Given we're at low latitudes, let's invoke the weak temperature gradient approximation for the tropics, which asserts that temperatures are horizontally uniform in the free troposphere due to large Rossby radii of deformation, enabling rapid homogenization of the thermal field by gravity waves.
A 700 mb height of 3150 m seems pretty reasonable for the equator. Let's say both places have that exact 700 mb geopotential height and a 700 mb temperature of 280K, but the sultry afternoon locale has a surface temperature of 313K while the cold morning locale has a surface temperature of 292K.
Invoking the hypsometric equation, and ignoring moisture, the implied surface pressure (at 0 m) of the hot location is around 1006 mb, while the cold location the implied surface pressure is around 1020 mb. Let's assume the density of air to be not significantly different, at 1.225 kg/m3. As the locations are antipodal, let's say that as the equatorial radius of Earth is about 6,378 km, the locations are separated by 20,000 km, or half of Earth's circumference. Then, the pressure gradient is about 0.0007 Pa/m, which gives an acceleration of around 0.00006 m/s2.

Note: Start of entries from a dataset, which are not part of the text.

use std::{
    fmt,
    path::{Path, PathBuf},
    sync::{Mutex, MutexGuard},
    time::SystemTime,
};

use regex::Regex;

use crate::{
    DocumentError,
    autosave::{self, is_autosave_name},
    lang::Language,
    region::{Pos, Region, TextEdit},
    search::{find_regions, literal_regex, region_offsets},
};

/// The text and metadata of one open file, shared between every view of it.
///
/// Implementations serialize their own mutations; callers never hold a lock
/// of theirs across these calls.
pub trait Buffer: Send + Sync + fmt::Debug {
    fn path(&self) -> PathBuf;

    /// File name shown in tabs and used for name lookups
    fn name(&self) -> String {
        self.path()
            .file_name()
            .map(|n| n.to_string_lossy().into_owned())
            .unwrap_or_default()
    }

    /// Whether there are unsaved changes
    fn is_dirty(&self) -> bool;

    fn language(&self) -> Option<Language>;

    /// Time of the most recent modification, in memory or on disk
    fn mod_time(&self) -> Option<SystemTime>;

    /// Whether the buffer still belongs to the project's file tree
    fn is_attached(&self) -> bool;

    fn save(&self) -> Result<(), DocumentError>;

    /// Discard unsaved changes and reload from disk
    fn revert(&self) -> Result<(), DocumentError>;

    fn close(&self);

    fn text(&self) -> String;

    /// Replace the text in `region` with `text`, returning the applied edit.
    ///
    /// With `match_case` the replacement takes on the case of the text it
    /// replaces.
    fn replace_text(
        &self,
        region: Region,
        text: &str,
        match_case: bool,
    ) -> Result<TextEdit, DocumentError>;

    /// Regions matching a literal pattern
    fn search(&self, pattern: &str, ignore_case: bool) -> Vec<Region> {
        match literal_regex(pattern, ignore_case) {
            Ok(re) => self.search_regex(&re),
            Err(e) => {
                tracing::warn!(error = %e, %pattern, "literal pattern did not compile");
                Vec::new()
            }
        }
    }

    fn search_regex(&self, re: &Regex) -> Vec<Region> {
        find_regions(&self.text(), re)
    }

    /// Regions the editor should highlight, e.g. find results
    fn set_highlights(&self, regions: Vec<Region>);

    fn highlights(&self) -> Vec<Region>;
}

/// Adapt the case of `replacement` to that of `original`
pub fn match_case(original: &str, replacement: &str) -> String {
    let letters: Vec<char> = original.chars().filter(|c| c.is_alphabetic()).collect();
    if letters.is_empty() {
        return replacement.to_string();
    }
    if letters.iter().all(|c| c.is_uppercase()) && letters.len() > 1 {
        return replacement.to_uppercase();
    }
    if letters.iter().all(|c| c.is_lowercase()) {
        return replacement.to_lowercase();
    }
    if letters[0].is_uppercase() && letters[1..].iter().all(|c| c.is_lowercase()) {
        let mut chars = replacement.chars();
        return match chars.next() {
            Some(first) => first.to_uppercase().chain(chars.flat_map(char::to_lowercase)).collect(),
            None => String::new(),
        };
    }
    replacement.to_string()
}

/// End position of `text` inserted at `start`
fn end_of_insert(start: Pos, text: &str) -> Pos {
    match text.rsplit_once('\n') {
        Some((head, tail)) => Pos::new(
            start.line + head.matches('\n').count() + 1,
            tail.chars().count(),
        ),
        None => Pos::new(start.line, start.col + text.chars().count()),
    }
}

#[derive(Debug)]
struct Contents {
    text: String,
    dirty: bool,
    attached: bool,
    mod_time: Option<SystemTime>,
    highlights: Vec<Region>,
}

/// A [`Buffer`] held in memory and saved to its path on disk
#[derive(Debug)]
pub struct MemoryBuffer {
    path: PathBuf,
    language: Option<Language>,
    autosave: bool,
    contents: Mutex<Contents>,
}

fn read_text(path: &Path) -> Result<(String, Option<SystemTime>), DocumentError> {
    let read_error = |source| DocumentError::Read {
        path: path.to_path_buf(),
        source,
    };
    let bytes = std::fs::read(path).map_err(read_error)?;
    let mod_time = std::fs::metadata(path)
        .and_then(|m| m.modified())
        .map_err(read_error)?;
    Ok((String::from_utf8_lossy(&bytes).into_owned(), Some(mod_time)))
}

impl MemoryBuffer {
    /// Load `path` from disk
    pub fn open(path: impl Into<PathBuf>) -> Result<Self, DocumentError> {
        let path = path.into();
        let (text, mod_time) = read_text(&path)?;
        tracing::debug!(path = %path.display(), "opened buffer");
        Ok(Self::with_contents(path, text, mod_time, false))
    }

    /// A buffer for `path` whose contents have not been saved yet
    pub fn from_text(path: impl Into<PathBuf>, text: impl Into<String>) -> Self {
        Self::with_contents(path.into(), text.into(), Some(SystemTime::now()), true)
    }

    fn with_contents(
        path: PathBuf,
        text: String,
        mod_time: Option<SystemTime>,
        dirty: bool,
    ) -> Self {
        let autosave = !path
            .file_name()
            .is_some_and(|n| is_autosave_name(&n.to_string_lossy()));
        Self {
            language: Language::from_path(&path),
            path,
            autosave,
            contents: Mutex::new(Contents {
                text,
                dirty,
                attached: true,
                mod_time,
                highlights: Vec::new(),
            }),
        }
    }

    fn lock(&self) -> MutexGuard<'_, Contents> {
        self.contents
            .lock()
            .unwrap_or_else(|poisoned| poisoned.into_inner())
    }

    /// Replace the whole text, as an editor edit would
    pub fn set_text(&self, text: impl Into<String>) {
        let mut contents = self.lock();
        contents.text = text.into();
        contents.dirty = true;
        contents.mod_time = Some(SystemTime::now());
    }

    pub fn set_dirty(&self, dirty: bool) {
        self.lock().dirty = dirty;
    }

    /// Whether unsaved changes are backed up to a sidecar
    pub fn autosave_enabled(&self) -> bool {
        self.autosave
    }

    /// Write the sidecar for unsaved changes; returns whether one was written
    pub fn autosave(&self) -> Result<bool, DocumentError> {
        if !self.autosave {
            return Ok(false);
        }
        let text = {
            let contents = self.lock();
            if !contents.dirty {
                return Ok(false);
            }
            contents.text.clone()
        };
        autosave::write_autosave(&self.path, &text)?;
        Ok(true)
    }
}

impl Buffer for MemoryBuffer {
    fn path(&self) -> PathBuf {
        self.path.clone()
    }

    fn is_dirty(&self) -> bool {
        self.lock().dirty
    }

    fn language(&self) -> Option<Language> {
        self.language
    }

    fn mod_time(&self) -> Option<SystemTime> {
        self.lock().mod_time
    }

    fn is_attached(&self) -> bool {
        self.lock().attached
    }

    #[tracing::instrument(skip(self), fields(path = %self.path.display()))]
    fn save(&self) -> Result<(), DocumentError> {
        let mut contents = self.lock();
        if !contents.attached {
            return Err(DocumentError::Detached(self.path.clone()));
        }
        std::fs::write(&self.path, &contents.text).map_err(|source| DocumentError::Write {
            path: self.path.clone(),
            source,
        })?;
        contents.dirty = false;
        contents.mod_time = Some(SystemTime::now());
        drop(contents);

        tracing::debug!("saved buffer");
        autosave::remove_autosave(&self.path)?;
        Ok(())
    }

    fn revert(&self) -> Result<(), DocumentError> {
        let (text, mod_time) = read_text(&self.path)?;
        {
            let mut contents = self.lock();
            contents.text = text;
            contents.dirty = false;
            contents.mod_time = mod_time;
        }
        autosave::remove_autosave(&self.path)?;
        Ok(())
    }

    fn close(&self) {
        tracing::debug!(path = %self.path.display(), "closing buffer");
        self.lock().attached = false;
    }

    fn text(&self) -> String {
        self.lock().text.clone()
    }

    fn replace_text(
        &self,
        region: Region,
        text: &str,
        match_case_flag: bool,
    ) -> Result<TextEdit, DocumentError> {
        let mut contents = self.lock();
        let (start, end) = region_offsets(&contents.text, region)
            .ok_or(DocumentError::InvalidRegion(region))?;
        let replacement = if match_case_flag {
            match_case(&contents.text[start..end], text)
        } else {
            text.to_string()
        };
        contents.text.replace_range(start..end, &replacement);
        contents.dirty = true;
        contents.mod_time = Some(SystemTime::now());
        Ok(TextEdit {
            region,
            end: end_of_insert(region.start, &replacement),
        })
    }

    fn set_highlights(&self, regions: Vec<Region>) {
        self.lock().highlights = regions;
    }

    fn highlights(&self) -> Vec<Region> {
        self.lock().highlights.clone()
    }
}

#[cfg(test)]
mod tests {
    use super::*;

    #[test]
    fn case_matching() {
        assert_eq!(match_case("FOO", "bar"), "BAR");
        assert_eq!(match_case("Foo", "bar"), "Bar");
        assert_eq!(match_case("foo", "Bar"), "bar");
        assert_eq!(match_case("fOo", "bar"), "bar");
        assert_eq!(match_case("123", "bar"), "bar");
    }

    #[test]
    fn replace_reports_edit() {
        let buf = MemoryBuffer::from_text("/tmp/x.go", "foo bar\nfoo");
        buf.set_dirty(false);

        let edit = buf
            .replace_text(Region::on_line(0, 4, 7), "baz\nqux", false)
            .unwrap();
        assert_eq!(edit.end, Pos::new(1, 3));
        assert_eq!(buf.text(), "foo baz\nqux\nfoo");
        assert!(buf.is_dirty());

        let edit = buf
            .replace_text(Region::on_line(2, 0, 3), "bar", true)
            .unwrap();
        assert_eq!(edit.end, Pos::new(2, 3));
        assert_eq!(buf.text(), "foo baz\nqux\nbar");

        assert!(matches!(
            buf.replace_text(Region::on_line(9, 0, 1), "x", false),
            Err(DocumentError::InvalidRegion(_))
        ));
    }

    #[test]
    fn search_default_methods() {
        let buf = MemoryBuffer::from_text("/tmp/x.rs", "Foo foo FOO");
        assert_eq!(buf.search("foo", false).len(), 1);
        assert_eq!(buf.search("foo", true).len(), 3);
        assert_eq!(buf.language(), Some(Language::Rust));
    }

    #[test]
    fn save_and_revert() {
        let dir = tempfile::tempdir().unwrap();
        let path = dir.path().join("main.go");
        std::fs::write(&path, "package main\n").unwrap();

        let buf = MemoryBuffer::open(&path).unwrap();
        assert!(!buf.is_dirty());

        buf.set_text("package other\n");
        assert!(buf.autosave().unwrap());
        assert!(autosave::autosave_path(&path).exists());

        buf.revert().unwrap();
        assert_eq!(buf.text(), "package main\n");
        assert!(!autosave::autosave_path(&path).exists());

        buf.set_text("package saved\n");
        buf.save().unwrap();
        assert!(!buf.is_dirty());
        assert_eq!(std::fs::read_to_string(&path).unwrap(), "package saved\n");
    }

    #[test]
    fn sidecars_do_not_autosave() {
        let buf = MemoryBuffer::from_text("/tmp/#main.go#", "x");
        assert!(!buf.autosave_enabled());
        assert!(!buf.autosave().unwrap());
    }

    #[test]
    fn closed_buffers_refuse_save() {
        let dir = tempfile::tempdir().unwrap();
        let buf = MemoryBuffer::from_text(dir.path().join("a.txt"), "x");
        buf.close();
        assert!(!buf.is_attached());
        assert!(matches!(buf.save(), Err(DocumentError::Detached(_))));
    }
}
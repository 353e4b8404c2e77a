//! Autosave sidecars: `#name#` next to the file they back up.

use std::{
    io,
    path::{Path, PathBuf},
};

use crate::{DocumentError, buffer::Buffer};

/// Sidecar path for `path`
pub fn autosave_path(path: &Path) -> PathBuf {
    let name = path
        .file_name()
        .map(|n| n.to_string_lossy().into_owned())
        .unwrap_or_default();
    path.with_file_name(format!("#{name}#"))
}

/// Whether `name` is itself a sidecar name
pub fn is_autosave_name(name: &str) -> bool {
    name.len() > 2 && name.starts_with('#') && name.ends_with('#')
}

pub fn write_autosave(path: &Path, text: &str) -> Result<PathBuf, DocumentError> {
    let sidecar = autosave_path(path);
    std::fs::write(&sidecar, text).map_err(|source| DocumentError::Write {
        path: sidecar.clone(),
        source,
    })?;
    tracing::trace!(sidecar = %sidecar.display(), "wrote autosave");
    Ok(sidecar)
}

/// Delete the sidecar of `path`, returning whether there was one
pub fn remove_autosave(path: &Path) -> Result<bool, DocumentError> {
    let sidecar = autosave_path(path);
    match std::fs::remove_file(&sidecar) {
        Ok(()) => Ok(true),
        Err(e) if e.kind() == io::ErrorKind::NotFound => Ok(false),
        Err(source) => Err(DocumentError::Write {
            path: sidecar,
            source,
        }),
    }
}

#[derive(Debug, Clone, Copy, PartialEq, Eq)]
pub enum AutosaveChoice {
    Discard,
    OpenSeparately,
}

/// Asks the user what to do with a sidecar found when opening a file
pub trait AutosavePrompt {
    fn autosave_found(&self, path: &Path, sidecar: &Path) -> AutosaveChoice;
}

#[derive(Debug, Clone, PartialEq, Eq)]
pub enum Reconciled {
    /// No sidecar, or the buffer already has unsaved changes
    Nothing,
    Discarded,
    /// Open the sidecar at this path in its own view
    OpenSeparately(PathBuf),
}

/// Check a freshly opened buffer for a leftover sidecar
pub fn reconcile_on_open(
    buffer: &dyn Buffer,
    prompt: &dyn AutosavePrompt,
) -> Result<Reconciled, DocumentError> {
    let path = buffer.path();
    if is_autosave_name(&buffer.name()) || buffer.is_dirty() {
        return Ok(Reconciled::Nothing);
    }
    let sidecar = autosave_path(&path);
    if !sidecar.is_file() {
        return Ok(Reconciled::Nothing);
    }

    tracing::debug!(path = %path.display(), "found autosave sidecar");
    match prompt.autosave_found(&path, &sidecar) {
        AutosaveChoice::Discard => {
            remove_autosave(&path)?;
            Ok(Reconciled::Discarded)
        }
        AutosaveChoice::OpenSeparately => Ok(Reconciled::OpenSeparately(sidecar)),
    }
}
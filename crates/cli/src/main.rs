use std::{
    path::{Path, PathBuf},
    process::ExitCode,
    sync::{Arc, atomic::AtomicBool},
};

use clap::{Parser, Subcommand};
use commands::{CommandRegistry, NoPrompt, RunEvent, RunStatus, SinkEvent};
use debugger::{AdapterError, AdapterFactory, DebuggerAdapter, StartRequest, StatusCallback};
use eyre::WrapErr;
use find::{FindLoc, FindRequest};
use project::{Project, Services, UiEvent};
use state::{LangOptions, ProjectSettings, RecentPaths, StateManager};
use tracing_subscriber::EnvFilter;

#[derive(Debug, Parser)]
#[command(version, about = "Headless front end for workbench projects")]
struct Args {
    /// Log as JSON lines
    #[clap(long)]
    json: bool,

    /// Command table to use instead of the built-in one
    #[clap(long)]
    commands: Option<PathBuf>,

    #[command(subcommand)]
    command: Cmd,
}

#[derive(Debug, Subcommand)]
enum Cmd {
    /// Create a project file for a directory
    Init { root: PathBuf },
    /// List the commands that apply to a language and VCS
    Commands {
        #[clap(long)]
        lang: Option<String>,
        #[clap(long)]
        vcs: Option<String>,
    },
    /// Run a `Category: Name` command and print its output
    Run {
        project: PathBuf,
        label: String,
    },
    /// Search the project
    Find {
        project: PathBuf,
        pattern: String,
        #[clap(short, long)]
        ignore_case: bool,
        #[clap(short, long)]
        regex: bool,
        /// Only search files in open directories
        #[clap(long)]
        open_dirs: bool,
    },
    /// Recently opened projects
    Recent,
}

/// Debugging needs a UI; nothing here can start an adapter
struct NoAdapters;

impl AdapterFactory for NoAdapters {
    fn start(
        &self,
        _request: StartRequest,
        _on_status: StatusCallback,
    ) -> Result<Box<dyn DebuggerAdapter>, AdapterError> {
        Err(AdapterError::Spawn(
            "no debugger adapter configured".to_string(),
        ))
    }
}

fn init_logging(json: bool) {
    let builder = tracing_subscriber::fmt()
        .with_env_filter(EnvFilter::from_default_env())
        .with_writer(std::io::stderr);
    if json {
        builder.json().init();
    } else {
        builder.init();
    }
}

fn recent() -> eyre::Result<StateManager<RecentPaths>> {
    let dir = state::config_dir()?;
    StateManager::new(dir.join("recent.json")).context("loading recent projects")
}

fn services(commands: Option<&Path>) -> eyre::Result<Services> {
    let mut services = Services::new(Arc::new(NoAdapters));
    if let Some(path) = commands {
        services.registry = CommandRegistry::load_from(path)?;
    }
    let dir = state::config_dir()?;
    let langs: StateManager<LangOptions> =
        StateManager::new(dir.join("langs.json")).context("loading language options")?;
    services.lang_opts = langs.current().clone();
    services.recent = Some(recent()?);
    Ok(services)
}

/// Print output until the run named `label` finishes
fn follow(project: &Project, label: &str) -> RunStatus {
    loop {
        for event in project.events().wait() {
            match event {
                UiEvent::Output(SinkEvent::Line { sink, line }) if sink == label => {
                    println!("{}", line.text);
                }
                UiEvent::Run(RunEvent::Finished { name, status, .. }) if name == label => {
                    return status;
                }
                _ => {}
            }
        }
    }
}

fn main() -> eyre::Result<ExitCode> {
    let args = Args::parse();
    init_logging(args.json);
    color_eyre::install().context("installing error handler")?;
    tracing::debug!(?args, "parsed command line arguments");

    match args.command {
        Cmd::Init { root } => {
            let root = std::path::absolute(&root).context("resolving project root")?;
            let settings = ProjectSettings::detect(&root);
            let mut project = Project::new(settings, services(args.commands.as_deref())?);
            project.save_project()?;
            println!("{}", project.settings().project_filename.display());
        }
        Cmd::Commands { lang, vcs } => {
            let registry = match args.commands {
                Some(path) => CommandRegistry::load_from(path)?,
                None => CommandRegistry::defaults(),
            };
            for group in registry.menu(lang.as_deref(), vcs.as_deref()) {
                println!("{}", group.category);
                for command in group.commands {
                    println!("  {:<24} {}", command.name, command.desc);
                }
            }
        }
        Cmd::Run { project, label } => {
            let mut project = Project::open(&project, services(args.commands.as_deref())?)?;
            project.set_no_prompt(true);
            let handle = project
                .run_command(&label, None, &NoPrompt)
                .with_context(|| format!("running {label}"))?;
            let status = follow(&project, handle.name());
            tracing::info!(%label, ?status, "command finished");
            if status != RunStatus::Success {
                eprintln!("{label}: {status:?}");
                return Ok(ExitCode::FAILURE);
            }
        }
        Cmd::Find {
            project,
            pattern,
            ignore_case,
            regex,
            open_dirs,
        } => {
            let mut project = Project::open(&project, services(args.commands.as_deref())?)?;
            let loc = if open_dirs { FindLoc::Open } else { FindLoc::All };
            let request = FindRequest {
                ignore_case,
                regex,
                ..FindRequest::new(pattern, loc)
            };
            let cancel = Arc::new(AtomicBool::new(false));
            let view = project.find(request, None, &cancel)?;
            print!("{}", view.text());
            project.save_project()?;
        }
        Cmd::Recent => {
            for path in recent()?.current().paths() {
                println!("{}", path.display());
            }
        }
    }

    Ok(ExitCode::SUCCESS)
}
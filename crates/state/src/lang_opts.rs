use std::collections::BTreeMap;

use documents::Language;
use serde::{Deserialize, Serialize};

/// Options for files of one language
#[derive(Debug, Clone, Default, PartialEq, Eq, Serialize, Deserialize)]
#[serde(default)]
pub struct LangOpts {
    /// Commands run after a file of this language is saved, as
    /// `Category: Name` labels
    pub post_save: Vec<String>,
}

#[derive(Debug, Clone, Default, PartialEq, Eq, Serialize, Deserialize)]
#[serde(default)]
pub struct LangOptions {
    pub langs: BTreeMap<Language, LangOpts>,
}

impl LangOptions {
    pub fn post_save(&self, lang: Language) -> &[String] {
        self.langs
            .get(&lang)
            .map(|o| o.post_save.as_slice())
            .unwrap_or_default()
    }

    pub fn set_post_save(&mut self, lang: Language, labels: Vec<String>) {
        self.langs.entry(lang).or_default().post_save = labels;
    }
}

#[cfg(test)]
mod tests {
    use super::*;

    #[test]
    fn post_save_per_language() {
        let mut opts = LangOptions::default();
        opts.set_post_save(Language::Go, vec!["Go: Imports File".to_string()]);

        assert_eq!(opts.post_save(Language::Go), ["Go: Imports File"]);
        assert!(opts.post_save(Language::Rust).is_empty());

        let json = serde_json::to_string(&opts).unwrap();
        assert!(json.contains("\"Go\""));
        let loaded: LangOptions = serde_json::from_str(&json).unwrap();
        assert_eq!(loaded, opts);
    }
}
use std::{
    path::{Path, PathBuf},
    sync::LazyLock,
};

use regex::Regex;

/// Escape text for inclusion in sink markup
pub fn escape_markup(text: &str) -> String {
    let mut out = String::with_capacity(text.len());
    for c in text.chars() {
        match c {
            '<' => out.push_str("&lt;"),
            '>' => out.push_str("&gt;"),
            '&' => out.push_str("&amp;"),
            '"' => out.push_str("&quot;"),
            other => out.push(other),
        }
    }
    out
}

/// Converts one line of command output into markup
pub trait OutputFilter: Send + Sync {
    fn markup(&self, line: &str) -> String;
}

/// Rewrites `path:line[:col]` references into `file:///` links
#[derive(Debug, Clone)]
pub struct LinkFilter {
    base: PathBuf,
}

static FILE_REF: LazyLock<Regex> = LazyLock::new(|| {
    Regex::new(r"(?P<path>[\w.\-/]*[\w\-]\.\w+):(?P<line>\d+)(?::(?P<col>\d+))?")
        .expect("file reference pattern is valid")
});

impl LinkFilter {
    /// Relative paths in the output are resolved against `base`
    pub fn new(base: impl Into<PathBuf>) -> Self {
        Self { base: base.into() }
    }

    fn resolve(&self, path: &str) -> PathBuf {
        let path = Path::new(path);
        if path.is_absolute() {
            path.to_path_buf()
        } else {
            self.base.join(path)
        }
    }
}

impl OutputFilter for LinkFilter {
    fn markup(&self, line: &str) -> String {
        let mut out = String::with_capacity(line.len());
        let mut last = 0;
        for caps in FILE_REF.captures_iter(line) {
            let Some(whole) = caps.get(0) else { continue };
            out.push_str(&escape_markup(&line[last..whole.start()]));
            let path = self.resolve(&caps["path"]);
            let col = caps.name("col").map_or("1", |c| c.as_str());
            out.push_str(&format!(
                r#"<a href="file:///{}#L{}C{}">{}</a>"#,
                escape_markup(path.display().to_string().trim_start_matches('/')),
                &caps["line"],
                col,
                escape_markup(whole.as_str()),
            ));
            last = whole.end();
        }
        out.push_str(&escape_markup(&line[last..]));
        out
    }
}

This acceleration, on the order of 10-5 m/s2, is incredibly tiny, considering that synoptic horizontal flows tend to be on the order of 10 m/s, and even a very mild synoptic-scale pressure gradient of 100 Pa over 1000 km produces a greater pressure gradient force. One can imagine that local differences in heating and terrain are more influential to local winds, and the solar terminator moves far too fast (around 450 m/s) to really allow this sunlit-to-unlit wind to foment without perturbation.
The case may be different outside of Earth. For example, on Venus, which rotates once every 243 Earth days, there is a fast westerly Venusian wind aloft that transports heat from the dayside to the nightside.